Antes de que Edgar Neville estrenara ‘El último caballo’ en 1950, en nuestro país había habido poca propensión por adaptar al cine la novela (o por mejor decir, las dos novelas) de Cervantes. La cinta gozó en aquel momento del aplauso de Azorín, que la vendría a calificar de “su película favorita”. Es factible que el autor de ‘La Ruta del Quijote’ admirase en ella la necesidad que los personajes sienten por acercarse a las pequeñas poblaciones que viven al margen del vértigo y el estrépito de las grandes ciudades, como él mismo había puesto de relieve en su mencionado libro de viajes.

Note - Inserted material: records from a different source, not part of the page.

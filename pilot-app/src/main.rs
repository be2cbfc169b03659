use anyhow::Context;
use clap::Parser;
use pilot_app::config::{PilotConfig, DEFAULT_CONFIG_PATH};
use pilot_app::{daemon, telemetry};
use std::path::PathBuf;
use tokio::io::BufReader;
use tracing::{info, warn};

#[derive(Debug, Parser)]
#[command(name = "pilotd", version, about = "Supervises interactive coding CLIs through pseudo-terminals")]
struct Cli {
    /// Path to the YAML configuration file.
    #[arg(long, default_value = DEFAULT_CONFIG_PATH)]
    config: PathBuf,

    /// Validate the configuration and exit.
    #[arg(long)]
    check: bool,
}

#[tokio::main]
async fn main() -> anyhow::Result<()> {
    let cli = Cli::parse();

    let mut config = PilotConfig::load(&cli.config)
        .with_context(|| format!("Failed to load {}", cli.config.display()))?;
    config.apply_env();
    config.validate()?;

    telemetry::init_logging(&config.log)?;

    if cli.check {
        info!(config = %cli.config.display(), "Configuration is valid");
        return Ok(());
    }

    telemetry::init_metrics(&config.metrics)?;

    if config.provider.settings.api_key.is_none() {
        warn!(
            env = %config.provider.api_key_env,
            "No API key found; classification requests are sent unauthenticated"
        );
    }
    info!(
        model = %config.provider.settings.model,
        endpoint = %config.provider.settings.base_url,
        max_concurrent = config.pool.max_concurrent,
        "Starting pilotd"
    );

    let pool = daemon::build_pool(&config);
    daemon::run(
        pool,
        &config.cleanup,
        BufReader::new(tokio::io::stdin()),
        tokio::io::stdout(),
        shutdown_signal(),
    )
    .await
}

async fn shutdown_signal() {
    if let Err(e) = tokio::signal::ctrl_c().await {
        warn!(error = %e, "Failed to listen for Ctrl-C");
        std::future::pending::<()>().await;
    }
}
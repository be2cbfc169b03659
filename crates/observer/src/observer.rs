use crate::ansi::{strip_ansi, tail_chars};
use crate::heuristics;
use crate::metrics::{self as observer_metrics, MetricTimer};
use crate::parse::parse_observation;
use crate::prompt::{build_user_prompt, SYSTEM_PROMPT};
use async_trait::async_trait;
use parking_lot::Mutex;
use pilot_core::{Observation, ObservedState, ObserverAction};
use pilot_providers::{LLMProvider, Message};
use serde::Deserialize;
use std::sync::atomic::{AtomicU64, Ordering};
use std::sync::Arc;
use tracing::{debug, warn};

/// Classifies a terminal buffer into a state and a recommended action.
///
/// Implementations never fail: an unusable reading degrades to
/// `working`/`wait` at low confidence with the reason in `error`.
#[async_trait]
pub trait StateObserver: Send + Sync {
    async fn observe(&self, buffer: &str, goal: &str, goal_submitted: bool) -> Observation;
}

#[derive(Debug, Clone, Deserialize, PartialEq)]
#[serde(default)]
pub struct ObserverConfig {
    /// Characters of stripped output sent to the classifier.
    pub context_chars: usize,
    /// Non-blank trailing lines searched by the heuristic pass.
    pub heuristic_window_lines: usize,
    pub fallback_confidence: f32,
}

impl Default for ObserverConfig {
    fn default() -> Self {
        Self {
            context_chars: 4000,
            heuristic_window_lines: 12,
            fallback_confidence: 0.1,
        }
    }
}

pub struct LlmStateObserver {
    provider: Arc<dyn LLMProvider>,
    config: ObserverConfig,
    calls: AtomicU64,
    last_observation: Mutex<Option<Observation>>,
}

impl LlmStateObserver {
    pub fn new(provider: Arc<dyn LLMProvider>, config: ObserverConfig) -> Self {
        Self {
            provider,
            config,
            calls: AtomicU64::new(0),
            last_observation: Mutex::new(None),
        }
    }

    /// Number of semantic calls issued so far.
    pub fn call_count(&self) -> u64 {
        self.calls.load(Ordering::Relaxed)
    }

    /// Most recent observation, kept for diagnostics only.
    pub fn last_observation(&self) -> Option<Observation> {
        self.last_observation.lock().clone()
    }

    fn fallback(&self, reason: String) -> Observation {
        observer_metrics::increment_fallbacks();
        Observation::new(
            ObservedState::Working,
            self.config.fallback_confidence,
            ObserverAction::Wait,
        )
        .with_error(reason)
    }

    async fn classify(&self, context: &str, goal: &str, goal_submitted: bool) -> Observation {
        self.calls.fetch_add(1, Ordering::Relaxed);
        observer_metrics::increment_llm_calls();

        let messages = [
            Message::system(SYSTEM_PROMPT),
            Message::user(build_user_prompt(goal, goal_submitted, context)),
        ];

        let response = match self.provider.generate(&messages).await {
            Ok(response) => response,
            Err(e) => {
                warn!(provider = self.provider.name(), error = %e, "Classification call failed");
                return self.fallback(format!("Classification failed: {}", e));
            }
        };

        let Some(content) = response.content.filter(|c| !c.trim().is_empty()) else {
            warn!("Classifier returned no content");
            return self.fallback("Classification failed: empty response".to_string());
        };

        match parse_observation(&content) {
            Ok(observation) => observation,
            Err(e) => {
                warn!(error = %e, "Unparseable classifier response");
                self.fallback(format!("Classification failed: {}", e))
            }
        }
    }
}

#[async_trait]
impl StateObserver for LlmStateObserver {
    async fn observe(&self, buffer: &str, goal: &str, goal_submitted: bool) -> Observation {
        let _timer = MetricTimer::new();

        // Escape sequences inflate raw length, so over-fetch before stripping.
        let raw_tail = tail_chars(buffer, self.config.context_chars.saturating_mul(4));
        let stripped = strip_ansi(raw_tail);
        let context = tail_chars(&stripped, self.config.context_chars);

        let observation = match heuristics::detect(
            context,
            goal_submitted,
            self.config.heuristic_window_lines,
        ) {
            Some(observation) => {
                observer_metrics::increment_heuristic_hits();
                observation
            }
            None => self.classify(context, goal, goal_submitted).await,
        };

        debug!(
            state = ?observation.state,
            action = ?observation.action,
            confidence = observation.confidence,
            "Observation"
        );
        *self.last_observation.lock() = Some(observation.clone());
        observation
    }
}
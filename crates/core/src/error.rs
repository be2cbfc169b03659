use thiserror::Error;

/// Reasons a spawn request is rejected before any session exists.
#[derive(Debug, Error, Clone, PartialEq, Eq)]
pub enum AdmissionError {
    #[error("Agent already exists: {0}")]
    DuplicateId(String),
    #[error("Unsupported agent type: {0}")]
    UnsupportedType(String),
    #[error("Capacity exceeded: {active} of {max} agents active")]
    CapacityExceeded { active: usize, max: usize },
}

#[derive(Debug, Error, Clone, PartialEq, Eq)]
pub enum ControllerError {
    #[error("Session already started: {0}")]
    AlreadyStarted(String),
}

#[cfg(test)]
mod tests {
    use super::*;

    #[test]
    fn test_admission_error_display() {
        let err = AdmissionError::DuplicateId("a1".to_string());
        assert_eq!(err.to_string(), "Agent already exists: a1");

        let err = AdmissionError::CapacityExceeded { active: 2, max: 2 };
        assert_eq!(err.to_string(), "Capacity exceeded: 2 of 2 agents active");
    }
}
use async_trait::async_trait;
use serde::{Deserialize, Serialize};
use thiserror::Error;

#[derive(Debug, Error)]
pub enum ProviderError {
    #[error("HTTP error: {0}")]
    Http(String),
    #[error("Parse error: {0}")]
    Parse(String),
    #[error("API error ({status}): {body}")]
    Api { status: u16, body: String },
    #[error("Circuit breaker open: LLM service unavailable")]
    CircuitOpen,
}

impl ProviderError {
    /// Transport failures, rate limits and server errors are worth another attempt.
    pub fn is_retryable(&self) -> bool {
        match self {
            ProviderError::Http(_) => true,
            ProviderError::Api { status, .. } => *status == 429 || *status >= 500,
            ProviderError::Parse(_) | ProviderError::CircuitOpen => false,
        }
    }
}

#[derive(Debug, Clone, Serialize, Deserialize, PartialEq)]
pub struct Message {
    pub role: String,
    pub content: String,
}

impl Message {
    pub fn system(content: impl Into<String>) -> Self {
        Self {
            role: "system".to_string(),
            content: content.into(),
        }
    }

    pub fn user(content: impl Into<String>) -> Self {
        Self {
            role: "user".to_string(),
            content: content.into(),
        }
    }
}

#[derive(Debug, Clone, Serialize, Deserialize)]
pub struct GenerateResponse {
    pub content: Option<String>,
    pub finish_reason: String,
}

/// A single-shot chat completion transport.
#[async_trait]
pub trait LLMProvider: Send + Sync {
    async fn generate(&self, messages: &[Message]) -> Result<GenerateResponse, ProviderError>;

    fn name(&self) -> &str;
}

#[cfg(test)]
mod tests {
    use super::*;

    #[test]
    fn test_retryable_classification() {
        assert!(ProviderError::Http("reset".to_string()).is_retryable());
        assert!(ProviderError::Api { status: 429, body: String::new() }.is_retryable());
        assert!(ProviderError::Api { status: 503, body: String::new() }.is_retryable());
        assert!(!ProviderError::Api { status: 401, body: String::new() }.is_retryable());
        assert!(!ProviderError::Parse("bad".to_string()).is_retryable());
        assert!(!ProviderError::CircuitOpen.is_retryable());
    }

    #[test]
    fn test_message_constructors() {
        assert_eq!(Message::system("x").role, "system");
        assert_eq!(Message::user("y").role, "user");
    }
}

La primera versión española sobre la obra de Cervantes no llega hasta que en 1908-1910 Narcís Cuyás dirige ‘El ingenioso hidalgo Don Quijote de La Mancha’, film que se ha perdido. No habrá otra adaptación hasta que aparezca el film de animación ‘Garbancito de la Mancha’ (1945) de Arturo Moreno, que fue el primer largometraje de dibujos animados en nuestro país y también el primero en color hecho en Europa. Transcurridos un par de años, Rafael Gil realizará su académica ‘Don Quijote de la Mancha’ (1947). De modo que, cuando Neville haga su película, el recuerdo de esta versión estará muy vivo aún.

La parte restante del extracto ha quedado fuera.